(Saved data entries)
:::
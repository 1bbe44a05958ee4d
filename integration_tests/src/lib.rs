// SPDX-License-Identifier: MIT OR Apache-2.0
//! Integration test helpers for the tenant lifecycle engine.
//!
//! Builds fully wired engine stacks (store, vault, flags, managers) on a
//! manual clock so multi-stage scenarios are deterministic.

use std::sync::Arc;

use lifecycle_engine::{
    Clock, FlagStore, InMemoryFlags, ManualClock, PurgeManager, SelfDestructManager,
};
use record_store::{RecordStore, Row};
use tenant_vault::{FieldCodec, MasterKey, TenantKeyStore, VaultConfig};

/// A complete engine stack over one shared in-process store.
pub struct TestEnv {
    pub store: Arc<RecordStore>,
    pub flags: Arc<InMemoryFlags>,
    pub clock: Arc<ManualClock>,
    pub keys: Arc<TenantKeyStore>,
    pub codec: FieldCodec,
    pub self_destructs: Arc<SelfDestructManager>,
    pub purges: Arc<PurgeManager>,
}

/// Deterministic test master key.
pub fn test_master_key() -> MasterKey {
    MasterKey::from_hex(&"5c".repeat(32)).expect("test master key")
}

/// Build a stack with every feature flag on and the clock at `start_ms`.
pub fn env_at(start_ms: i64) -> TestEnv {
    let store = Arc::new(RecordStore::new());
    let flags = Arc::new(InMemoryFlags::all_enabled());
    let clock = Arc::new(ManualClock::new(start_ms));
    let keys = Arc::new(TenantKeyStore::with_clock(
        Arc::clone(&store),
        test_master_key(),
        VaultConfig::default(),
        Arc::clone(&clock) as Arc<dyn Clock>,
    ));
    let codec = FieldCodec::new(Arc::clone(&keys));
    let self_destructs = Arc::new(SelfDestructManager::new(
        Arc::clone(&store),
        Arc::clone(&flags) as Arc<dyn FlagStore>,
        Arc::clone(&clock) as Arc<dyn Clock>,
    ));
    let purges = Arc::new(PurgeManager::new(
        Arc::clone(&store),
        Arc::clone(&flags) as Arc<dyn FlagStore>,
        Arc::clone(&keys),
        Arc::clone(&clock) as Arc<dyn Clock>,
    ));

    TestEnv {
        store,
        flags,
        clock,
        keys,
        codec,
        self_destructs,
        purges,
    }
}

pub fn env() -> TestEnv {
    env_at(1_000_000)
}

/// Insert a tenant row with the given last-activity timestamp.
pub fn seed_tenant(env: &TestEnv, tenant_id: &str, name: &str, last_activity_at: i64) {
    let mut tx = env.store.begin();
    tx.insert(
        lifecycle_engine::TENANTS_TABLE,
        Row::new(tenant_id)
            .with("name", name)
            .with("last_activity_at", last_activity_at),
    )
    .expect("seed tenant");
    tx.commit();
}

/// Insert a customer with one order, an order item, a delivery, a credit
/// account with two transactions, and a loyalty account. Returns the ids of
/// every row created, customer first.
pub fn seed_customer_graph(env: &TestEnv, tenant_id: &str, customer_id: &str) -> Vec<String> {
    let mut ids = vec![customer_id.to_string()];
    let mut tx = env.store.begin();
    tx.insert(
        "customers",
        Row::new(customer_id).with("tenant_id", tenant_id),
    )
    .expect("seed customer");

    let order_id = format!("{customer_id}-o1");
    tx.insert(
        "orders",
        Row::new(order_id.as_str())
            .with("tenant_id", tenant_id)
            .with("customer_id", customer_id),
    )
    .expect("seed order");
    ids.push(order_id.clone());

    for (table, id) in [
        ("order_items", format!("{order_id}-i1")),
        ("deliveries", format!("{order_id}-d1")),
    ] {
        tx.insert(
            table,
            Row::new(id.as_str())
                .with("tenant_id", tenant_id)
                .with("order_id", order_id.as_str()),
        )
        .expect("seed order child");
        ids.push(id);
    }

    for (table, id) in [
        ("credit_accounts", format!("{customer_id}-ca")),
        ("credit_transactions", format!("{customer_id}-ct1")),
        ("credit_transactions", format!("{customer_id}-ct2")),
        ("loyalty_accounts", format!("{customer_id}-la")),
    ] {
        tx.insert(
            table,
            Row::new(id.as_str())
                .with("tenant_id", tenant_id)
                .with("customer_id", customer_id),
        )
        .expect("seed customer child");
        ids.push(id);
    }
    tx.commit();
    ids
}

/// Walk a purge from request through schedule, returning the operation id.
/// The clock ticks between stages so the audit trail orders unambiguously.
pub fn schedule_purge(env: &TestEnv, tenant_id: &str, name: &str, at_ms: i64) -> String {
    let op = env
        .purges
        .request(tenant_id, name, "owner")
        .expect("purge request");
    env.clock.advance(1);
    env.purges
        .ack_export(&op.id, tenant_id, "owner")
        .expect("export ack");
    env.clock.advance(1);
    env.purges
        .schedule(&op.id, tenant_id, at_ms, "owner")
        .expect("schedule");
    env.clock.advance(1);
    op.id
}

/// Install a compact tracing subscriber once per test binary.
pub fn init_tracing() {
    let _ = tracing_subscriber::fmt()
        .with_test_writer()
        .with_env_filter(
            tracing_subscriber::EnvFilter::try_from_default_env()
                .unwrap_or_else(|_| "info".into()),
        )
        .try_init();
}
:::
_WORK INSTRUCTIONS:_
Write each line above out exactly.

_RESULT OF THIS EXERCISE:_
repository 1bbe44a05958ee4d
filename integration_tests/src/lib.rs
// SPDX-License-Identifier: MIT OR Apache-2.0
//! Integration test helpers for the tenant lifecycle engine.
//!
//! Builds fully wired engine stacks (store, vault, flags, managers) on a
//! manual clock so multi-stage scenarios are deterministic.

use std::sync::Arc;

use lifecycle_engine::{
    Clock, FlagStore, InMemoryFlags, ManualClock, PurgeManager, SelfDestructManager,
};
use record_store::{RecordStore, Row};
use tenant_vault::{FieldCodec, MasterKey, TenantKeyStore, VaultConfig};

/// A complete engine stack over one shared in-process store.
pub struct TestEnv {
    pub store: Arc<RecordStore>,
    pub flags: Arc<InMemoryFlags>,
    pub clock: Arc<ManualClock>,
    pub keys: Arc<TenantKeyStore>,
    pub codec: FieldCodec,
    pub self_destructs: Arc<SelfDestructManager>,
    pub purges: Arc<PurgeManager>,
}

/// Deterministic test master key.
pub fn test_master_key() -> MasterKey {
    MasterKey::from_hex(&"5c".repeat(32)).expect("test master key")
}

/// Build a stack with every feature flag on and the clock at `start_ms`.
pub fn env_at(start_ms: i64) -> TestEnv {
    let store = Arc::new(RecordStore::new());
    let flags = Arc::new(InMemoryFlags::all_enabled());
    let clock = Arc::new(ManualClock::new(start_ms));
    let keys = Arc::new(TenantKeyStore::with_clock(
        Arc::clone(&store),
        test_master_key(),
        VaultConfig::default(),
        Arc::clone(&clock) as Arc<dyn Clock>,
    ));
    let codec = FieldCodec::new(Arc::clone(&keys));
    let self_destructs = Arc::new(SelfDestructManager::new(
        Arc::clone(&store),
        Arc::clone(&flags) as Arc<dyn FlagStore>,
        Arc::clone(&clock) as Arc<dyn Clock>,
    ));
    let purges = Arc::new(PurgeManager::new(
        Arc::clone(&store),
        Arc::clone(&flags) as Arc<dyn FlagStore>,
        Arc::clone(&keys),
        Arc::clone(&clock) as Arc<dyn Clock>,
    ));

    TestEnv {
        store,
        flags,
        clock,
        keys,
        codec,
        self_destructs,
        purges,
    }
}

pub fn env() -> TestEnv {
    env_at(1_000_000)
}

/// Insert a tenant row with the given last-activity timestamp.
pub fn seed_tenant(env: &TestEnv, tenant_id: &str, name: &str, last_activity_at: i64) {
    let mut tx = env.store.begin();
    tx.insert(
        lifecycle_engine::TENANTS_TABLE,
        Row::new(tenant_id)
            .with("name", name)
            .with("last_activity_at", last_activity_at),
    )
    .expect("seed tenant");
    tx.commit();
}

/// Insert a customer with one order, an order item, a delivery, a credit
/// account with two transactions, and a loyalty account. Returns the ids of
/// every row created, customer first.
pub fn seed_customer_graph(env: &TestEnv, tenant_id: &str, customer_id: &str) -> Vec<String> {
    let mut ids = vec![customer_id.to_string()];
    let mut tx = env.store.begin();
    tx.insert(
        "customers",
        Row::new(customer_id).with("tenant_id", tenant_id),
    )
    .expect("seed customer");

    let order_id = format!("{customer_id}-o1");
    tx.insert(
        "orders",
        Row::new(order_id.as_str())
            .with("tenant_id", tenant_id)
            .with("customer_id", customer_id),
    )
    .expect("seed order");
    ids.push(order_id.clone());

    for (table, id) in [
        ("order_items", format!("{order_id}-i1")),
        ("deliveries", format!("{order_id}-d1")),
    ] {
        tx.insert(
            table,
            Row::new(id.as_str())
                .with("tenant_id", tenant_id)
                .with("order_id", order_id.as_str()),
        )
        .expect("seed order child");
        ids.push(id);
    }

    for (table, id) in [
        ("credit_accounts", format!("{customer_id}-ca")),
        ("credit_transactions", format!("{customer_id}-ct1")),
        ("credit_transactions", format!("{customer_id}-ct2")),
        ("loyalty_accounts", format!("{customer_id}-la")),
    ] {
        tx.insert(
            table,
            Row::new(id.as_str())
                .with("tenant_id", tenant_id)
                .with("customer_id", customer_id),
        )
        .expect("seed customer child");
        ids.push(id);
    }
    tx.commit();
    ids
}

/// Walk a purge from request through schedule, returning the operation id.
/// The clock ticks between stages so the audit trail orders unambiguously.
pub fn schedule_purge(env: &TestEnv, tenant_id: &str, name: &str, at_ms: i64) -> String {
    let op = env
        .purges
        .request(tenant_id, name, "owner")
        .expect("purge request");
    env.clock.advance(1);
    env.purges
        .ack_export(&op.id, tenant_id, "owner")
        .expect("export ack");
    env.clock.advance(1);
    env.purges
        .schedule(&op.id, tenant_id, at_ms, "owner")
        .expect("schedule");
    env.clock.advance(1);
    op.id
}

/// Install a compact tracing subscriber once per test binary.
pub fn init_tracing() {
    let _ = tracing_subscriber::fmt()
        .with_test_writer()
        .with_env_filter(
            tracing_subscriber::EnvFilter::try_from_default_env()
                .unwrap_or_else(|_| "info".into()),
        )
        .try_init();
}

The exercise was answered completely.